There are 54 countries in Africa, with a combined 1.1 billion inhabitants, and often mobile is the primary source that people have for internet connectivity. Fixed line internet grids are expensive to develop and are often in poor condition; in Uganda, there are 200,000 subscribers to mobile internet versus the 22,000 fixed line subscribers. 88% of all internet traffic in Nigeria goes through mobile - in the United States, only 30% of traffic is via mobile. And while smartphones may only currently account for 20% of total phones in the African market, they accounted for 46% of total phone sales in 2016. Investment in 3G and 4G networks is also on the rise, so the growth trend is clear to see.

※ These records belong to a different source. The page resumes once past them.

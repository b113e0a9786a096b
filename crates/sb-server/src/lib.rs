//! # sb-server
//!
//! JSON API for the Siteboard dashboard: site, personnel and certificate
//! CRUD, assignment, and dashboard statistics.
//!
//! Site mutations are version-guarded. `GET /api/sites/{id}` returns the
//! current version as a strong `ETag`; `PUT`, `assign` and `unassign` accept
//! it back through `If-Match` (or a body `version`) and answer 409 when the
//! site has moved on.

pub mod auth;
pub mod error;
mod routes;
pub mod state;
pub mod store;
pub mod version;

use std::future::Future;
use std::time::Duration;

use axum::Router;
use axum::http::header::{AUTHORIZATION, CONTENT_TYPE, ETAG, IF_MATCH};
use axum::http::{HeaderName, HeaderValue, Method};
use tokio::net::TcpListener;
use tokio::signal;
use tower_http::cors::{AllowOrigin, CorsLayer};
use tower_http::trace::TraceLayer;

use sb_config::SiteboardConfig;

pub use error::AppError;
pub use routes::SERVICE_NAME;
pub use state::{AppState, Settings};
pub use store::{Backend, StoreError};

/// The complete application: routes, CORS and request tracing.
pub fn router(state: AppState) -> Router {
    let cors = cors_layer(&state.settings.allowed_origins);
    routes::routes(state)
        .layer(cors)
        .layer(TraceLayer::new_for_http())
}

fn cors_layer(allowed_origins: &[String]) -> CorsLayer {
    let origin = if allowed_origins.is_empty() || allowed_origins.iter().any(|o| o == "*") {
        AllowOrigin::any()
    } else {
        let origins: Vec<HeaderValue> = allowed_origins
            .iter()
            .filter_map(|o| {
                HeaderValue::from_str(o.trim())
                    .inspect_err(|_| tracing::warn!(origin = %o, "ignoring invalid CORS origin"))
                    .ok()
            })
            .collect();
        AllowOrigin::list(origins)
    };

    CorsLayer::new()
        .allow_origin(origin)
        .allow_methods([Method::GET, Method::POST, Method::PUT, Method::OPTIONS])
        .allow_headers([
            CONTENT_TYPE,
            AUTHORIZATION,
            IF_MATCH,
            HeaderName::from_static(auth::API_KEY_HEADER),
        ])
        .expose_headers([ETAG])
        .max_age(Duration::from_secs(60 * 60))
}

/// Serve on an already-bound listener until `shutdown` resolves.
///
/// # Errors
///
/// Returns the I/O error that stopped the server.
pub async fn serve_with_shutdown<F>(
    listener: TcpListener,
    state: AppState,
    shutdown: F,
) -> std::io::Result<()>
where
    F: Future<Output = ()> + Send + 'static,
{
    axum::serve(listener, router(state))
        .with_graceful_shutdown(shutdown)
        .await
}

/// Bind `server.host:server.port`, open the configured store and serve until
/// Ctrl-C or SIGTERM.
///
/// # Errors
///
/// Returns an I/O error if the address cannot be bound.
pub async fn start_server(config: &SiteboardConfig) -> std::io::Result<()> {
    let state = AppState::from_config(config).await;
    let address = config.server.bind_addr();
    let listener = TcpListener::bind(&address).await?;
    tracing::info!(
        %address,
        backend = state.store.name(),
        auth = config.server.requires_api_key(),
        "siteboard API listening"
    );

    serve_with_shutdown(listener, state, shutdown_signal()).await?;
    tracing::info!("server stopped");
    Ok(())
}

async fn shutdown_signal() {
    let ctrl_c = async {
        if let Err(e) = signal::ctrl_c().await {
            tracing::error!(error = %e, "cannot listen for Ctrl-C");
            std::future::pending::<()>().await;
        }
        tracing::info!("received Ctrl-C, shutting down");
    };

    #[cfg(unix)]
    let terminate = async {
        match signal::unix::signal(signal::unix::SignalKind::terminate()) {
            Ok(mut term) => {
                term.recv().await;
                tracing::info!("received SIGTERM, shutting down");
            }
            Err(e) => {
                tracing::error!(error = %e, "cannot install SIGTERM handler");
                std::future::pending::<()>().await;
            }
        }
    };

    #[cfg(not(unix))]
    let terminate = std::future::pending::<()>();

    tokio::select! {
        () = ctrl_c => {},
        () = terminate => {},
    }
}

What does this mean for construction? It means modern project management software is now an option for streamlining daily on-site activity. Countries like Kenya, Nigeria, and South Africa have large numbers of smartphone owners, and as more African countries continue to switch to smartphones then this mobile technology can be applied on job sites all around the continent. And why shouldn’t the smartphone trend continue? Prices have dropped tremendously since the early 2000s, with certain Chinese manufacturers even offering devices starting as low as $20. Affordability and prevalence are changing what smartphone owners look like. What once could have only been owned by the wealthy is now owned by everyone, and the heavy reliance on mobile internet in Africa means this technology is here to stay.
The future of construction management in Africa is indeed interesting, and broad. There are large parts of the continent that still need extensive and often remote roadwork to be performed; entire regions only accessible by muddy roads and hilly tracks. With increased access to mobile devices and networks, construction firms can leverage mobile technology to address the frequent need for heavy civil work and infrastructure improvements. Mobile project management tools will help workers stay connected easier and share data faster, saving time so that they can focus more energy into the task at hand.
Construction apps can also help save money. Printing fees in most African countries are often costly when compared to worker wages. For example, printing an A3 drawing can cost $0.30, which is roughly 10% of the average laborer’s daily wage in Sub-Saharan African countries. Accessing drawings on a smartphone app not only eliminates those costs, it makes plan viewing or redlining a simple and immediate prospect. When all of the relevant project data and materials are always in hand on a worker’s smartphone, it severely reduces the amount of wasted time in that worker’s day.
The median age in Africa is approximately 20 years old (as opposed to 38 years old in the United States). This means that most on-site workers have likely grown up with mobile phones and are familiar with the internet and new technologies. My crew in Cameroon used smartphones to reach their loved ones. Three in every four Kenyans use smartphones to make online payments. Photography, social media, interaction with friends, it’s all done via smartphones the same as it is here. Since the West is already finding so much success incorporating mobile construction solutions into daily on-site activity, African countries can do the same to achieve heightened efficiency and communication on a growing list of construction projects.